Sahil Dalal1, Virendra P Vishwakarma1, Varsha Sisaudia2
1University School of Information, Communication and Technology, Guru Gobind Singh Indraprastha University, Sector 16-C, Dwarka, New Delhi, India.
Scientific Reports
|July 13, 2022
Summary
This study introduces a machine learning approach using higher order statistics on chest X-rays for COVID-19 detection. A non-iterative model achieved 96.64% accuracy, offering a fast and effective diagnostic tool.
Area of Science:
- Medical Imaging
- Machine Learning
- Computational Biology
Background:
- COVID-19, caused by SARS-CoV-2, led to a global pandemic with significant health impacts.
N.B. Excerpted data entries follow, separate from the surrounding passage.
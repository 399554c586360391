// src/specs/job_posting.rs
//! Scraping *spec* for a single job posting (detail document).
//!
//! Every field has its own extractor: a pure function from the parsed
//! document to `Option<String>`. A missing element only blanks that field;
//! nothing here can fail a record. The fetch itself lives in
//! `scrape::details`.
//!
//! Criteria (`Seniority level`, `Employment type`, ...) are discovered by
//! label, so the set of keys differs from posting to posting.

use scraper::{ElementRef, Html};
use tracing::debug;

use crate::core::html::{self, first_attr, first_text, select_all, select_first, text_of};
use crate::core::sanitize::criterion_key;
use crate::store::JobRecord;

const COMPANY: &str = ".top-card-layout__card a img";
const TITLE: &str = ".top-card-layout__entity-info a";
const LOCATION: &str = ".topcard__flavor-row .topcard__flavor--bullet";
const DATE_POSTED: &str = ".posted-time-ago__text";
const APPLICANTS: &str = ".num-applicants__caption";
const COMPANY_SITE: &str = ".topcard__org-url a";
const WORKPLACE_TYPE: &str = ".jobs-unified-top-card__workplace-type";
const CRITERIA_ITEMS: &str = "ul.description__job-criteria-list li";
const DESCRIPTION: &str = ".description__text";
const DETAILS: &str = "section.show-more-less-html";

/// Parse a fetched detail document into a record.
pub fn parse_document(job_id: &str, doc: &str) -> JobRecord {
    let doc = html::parse(doc);

    let mut record = JobRecord {
        job_id: job_id.to_string(),
        company: company(&doc),
        title: title(&doc),
        location: location(&doc),
        date_posted: date_posted(&doc),
        applicants: applicants(&doc),
        company_website: company_website(&doc),
        workplace_type: workplace_type(&doc),
        description: description(&doc),
        all_details: all_details(&doc),
        ..Default::default()
    };

    for (key, value) in criteria(&doc) {
        if !record.insert_criterion(&key, value) {
            debug!("Job {job_id}: criterion `{key}` shadows a fixed field; dropped");
        }
    }
    record
}

pub fn company(doc: &Html) -> Option<String> {
    first_attr(doc.root_element(), COMPANY, "alt")
}

pub fn title(doc: &Html) -> Option<String> {
    first_text(doc.root_element(), TITLE)
}

pub fn location(doc: &Html) -> Option<String> {
    first_text(doc.root_element(), LOCATION)
}

pub fn date_posted(doc: &Html) -> Option<String> {
    first_text(doc.root_element(), DATE_POSTED)
}

pub fn applicants(doc: &Html) -> Option<String> {
    first_text(doc.root_element(), APPLICANTS)
}

pub fn company_website(doc: &Html) -> Option<String> {
    first_attr(doc.root_element(), COMPANY_SITE, "href")
}

pub fn workplace_type(doc: &Html) -> Option<String> {
    first_text(doc.root_element(), WORKPLACE_TYPE)
}

/// Labelled criteria in page order: (`seniority_level`, `Mid-Senior level`), ...
/// Items missing either the heading or the value are skipped.
pub fn criteria(doc: &Html) -> Vec<(String, String)> {
    select_all(doc.root_element(), CRITERIA_ITEMS)
        .into_iter()
        .filter_map(|li| {
            let heading = select_first(li, "h3").and_then(text_of)?;
            let value = select_first(li, "span").and_then(text_of)?;
            Some((criterion_key(&heading), value))
        })
        .collect()
}

/// Paragraph and list-item text of the description block, one per line.
pub fn description(doc: &Html) -> Option<String> {
    let block = select_first(doc.root_element(), DESCRIPTION)?;
    let lines: Vec<String> = select_all(block, "p, li")
        .into_iter()
        .filter_map(text_of)
        .collect();
    join_lines(&lines)
}

/// Light markdown rendering of the "show more" block: headings as
/// `\n**text**`, list items as `- text`, paragraphs as-is.
pub fn all_details(doc: &Html) -> Option<String> {
    let section = select_first(doc.root_element(), DETAILS)?;
    let lines: Vec<String> = select_all(section, "h1, h2, h3, h4, h5, h6, p, li")
        .into_iter()
        .filter_map(render_detail)
        .collect();
    join_lines(&lines)
}

fn render_detail(el: ElementRef<'_>) -> Option<String> {
    let text = text_of(el)?;
    let line = match el.value().name() {
        "li" => format!("- {text}"),
        "p" => text,
        _ => format!("\n**{text}**"),
    };
    Some(line)
}

fn join_lines(lines: &[String]) -> Option<String> {
    let joined = lines.join("\n");
    let trimmed = joined.trim();
    if trimmed.is_empty() { None } else { Some(trimmed.to_string()) }
}

#[cfg(test)]
mod tests {
    use super::*;

    #[test]
    fn headings_render_bold_on_their_own_line() {
        let doc = Html::parse_document(
            r#"<section class="show-more-less-html">
                 <p>Intro</p><h3>Duties</h3><ul><li>Write Rust</li><li> </li></ul>
               </section>"#,
        );
        assert_eq!(all_details(&doc).as_deref(), Some("Intro\n\n**Duties**\n- Write Rust"));
    }

    #[test]
    fn leading_heading_is_trimmed() {
        let doc = Html::parse_document(
            r#"<section class="show-more-less-html"><h2>About</h2><p>Us</p></section>"#,
        );
        assert_eq!(all_details(&doc).as_deref(), Some("**About**\nUs"));
    }

    #[test]
    fn empty_description_block_is_none() {
        let doc = Html::parse_document(r#"<div class="description__text"><p>  </p></div>"#);
        assert_eq!(description(&doc), None);
    }

    #[test]
    fn criteria_need_heading_and_value() {
        let doc = Html::parse_document(
            r#"<ul class="description__job-criteria-list">
                 <li><h3>Employment Type</h3><span>Full-time</span></li>
                 <li><h3>Industries</h3></li>
                 <li><span>orphan</span></li>
               </ul>"#,
        );
        assert_eq!(criteria(&doc), vec![(s!("employment_type"), s!("Full-time"))]);
    }
}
- The Omicron variant demonstrated high transmissibility, contributing to widespread infections.
- Pneumonia is a dangerous symptom of COVID-19, necessitating rapid and accurate detection methods.
Purpose of the Study:
- To automate COVID-19 detection using machine learning techniques on chest X-ray images.
- To evaluate the efficacy of higher order statistics in analyzing chest X-ray disturbances for disease identification.
- To compare iterative and non-iterative models for speed and accuracy in COVID-19 diagnosis.
Main Methods:
- Experimentation on COVID-19 chest X-ray images.
- Application of higher order statistics for image analysis.
- Development and comparison of iterative and non-iterative machine learning models.
Main Results:
- A non-iterative model achieved a high accuracy of 96.64%.
- The non-iterative model demonstrated superior speed for patient testing compared to iterative models.
- The proposed method showed efficacy when compared to existing state-of-the-art and iterative techniques.
Conclusions:
- Machine learning, particularly with higher order statistics on chest X-rays, offers a promising avenue for automated COVID-19 detection.
- Non-iterative models provide a faster alternative for rapid patient screening.
- The developed method is effective and efficient for COVID-19 diagnosis.